Yanko Daucik Ciboch (22 March 1941 – 13 May 2017) was a Slovak professional footballer during the 1960s and 1970s. Yanko played for Real Betis, Real Madrid, the Toronto Falcons and RCD Español. Daucik is the son of Ferdinand Daučík, the veteran La Liga manager who moved with his family to Spain in 1950.

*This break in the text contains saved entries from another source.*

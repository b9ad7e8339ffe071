//! Team match challenges for amateur sports.
//!
//! A team sends a *challenge*, either directly to one opponent or open to any team. Direct
//! challenges are accepted or declined by the receiver; open challenges collect
//! *acceptance requests* and the sender approves exactly one of them. Every change goes through
//! [`Challenge::play`], which checks the actor's team membership and the current status and
//! leaves the challenge untouched when it refuses.
//!
//! The `server` feature adds the HTTP authority (axum + SQLite) and the `client` feature a
//! reqwest client. The client-side cache, command and permission types are always available.
//!
//! ## Example usage
//! ```
//! use matchday::{Actor, Challenge, ChallengeStatus, ChallengeTransition, NewChallenge, TransitionSuccess};
//! use uuid::Uuid;
//!
//! let (hawks, eagles, falcons) = (Uuid::new_v4(), Uuid::new_v4(), Uuid::new_v4());
//! let alice = Actor::new(Uuid::new_v4(), vec![hawks]);
//! let bob = Actor::new(Uuid::new_v4(), vec![eagles]);
//! let carol = Actor::new(Uuid::new_v4(), vec![falcons]);
//!
//! let draft = NewChallenge {
//!     sender_team_id: hawks,
//!     receiver_team_id: None,
//!     sport: "football".to_string(),
//!     message: Some("Sunday, 10am".to_string()),
//!     scheduled_at: 10_000,
//!     expires_at: Some(5_000),
//! };
//! let mut challenge = Challenge::create(&alice, draft, 0).unwrap();
//! assert_eq!(challenge.get_status(), ChallengeStatus::Open);
//!
//! let first = match challenge.play(&bob, ChallengeTransition::RequestAcceptance { team_id: eagles }, 10) {
//!     Ok(TransitionSuccess::RequestCreated { request_id }) => request_id,
//!     other => panic!("unexpected {:?}", other),
//! };
//! challenge.play(&carol, ChallengeTransition::RequestAcceptance { team_id: falcons }, 20).unwrap();
//!
//! challenge.play(&alice, ChallengeTransition::ApproveRequest { request_id: first }, 30).unwrap();
//! assert_eq!(challenge.get_status(), ChallengeStatus::Accepted);
//! assert_eq!(challenge.get_first_acceptor_team_id(), Some(eagles));
//! assert_eq!(challenge.pending_request_count(), 0);
//! ```

pub mod acceptance;
pub mod cache;
pub mod challenge;
pub mod command;
pub mod listing;
pub mod matches;
pub mod permissions;
pub mod session;
pub mod teams;
mod result;

#[cfg(feature = "server")]
pub mod api;
#[cfg(feature = "server")]
pub mod challenge_manager;
#[cfg(feature = "server")]
pub mod config;
#[cfg(feature = "server")]
pub mod sqlite_store;
#[cfg(feature = "server")]
pub mod validation;

#[cfg(feature = "client")]
pub mod client;

#[cfg(test)]
mod tests;

pub use result::*;
pub use acceptance::{AcceptanceRequest, AcceptanceStatus};
pub use challenge::{Challenge, ChallengeStatus, ChallengeTransition, ChallengeView, Countdown, NewChallenge};
pub use permissions::{derive_permissions, PermissionSet};
pub use teams::{Actor, Team, User};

Daucik made his La Liga debut for Real Betis on 11 September 1960 in a game against RCD Mallorca.  His father was the Betis manager at the time. Yanko scored 14 goals in 38 La Liga appearances for Betis, attracting the interest of Real Madrid who signed him in 1962. However he faced stiff competition from the likes of Alfredo Di Stéfano, Francisco Gento, Ferenc Puskás and Amancio Amaro and during two seasons at Real he only played 10 La Liga games and scored just 3 goals. In the summer of 1966 he played in the Eastern Canada Professional Soccer League with Toronto Italia Falcons. He subsequently became one of the first Spanish footballers to play in North America when he played for Toronto Falcons of the National Professional Soccer League. This proved to something of a family reunion as Yanko was joined at the club by his father Ferdinand, brother-in-law Ladislao Kubala and nephew Branko Kubala. During the 1967 season Yanko played 17 games, scored 20 goals and made 8 assists for the Falcons and finished as the top scorer in the league.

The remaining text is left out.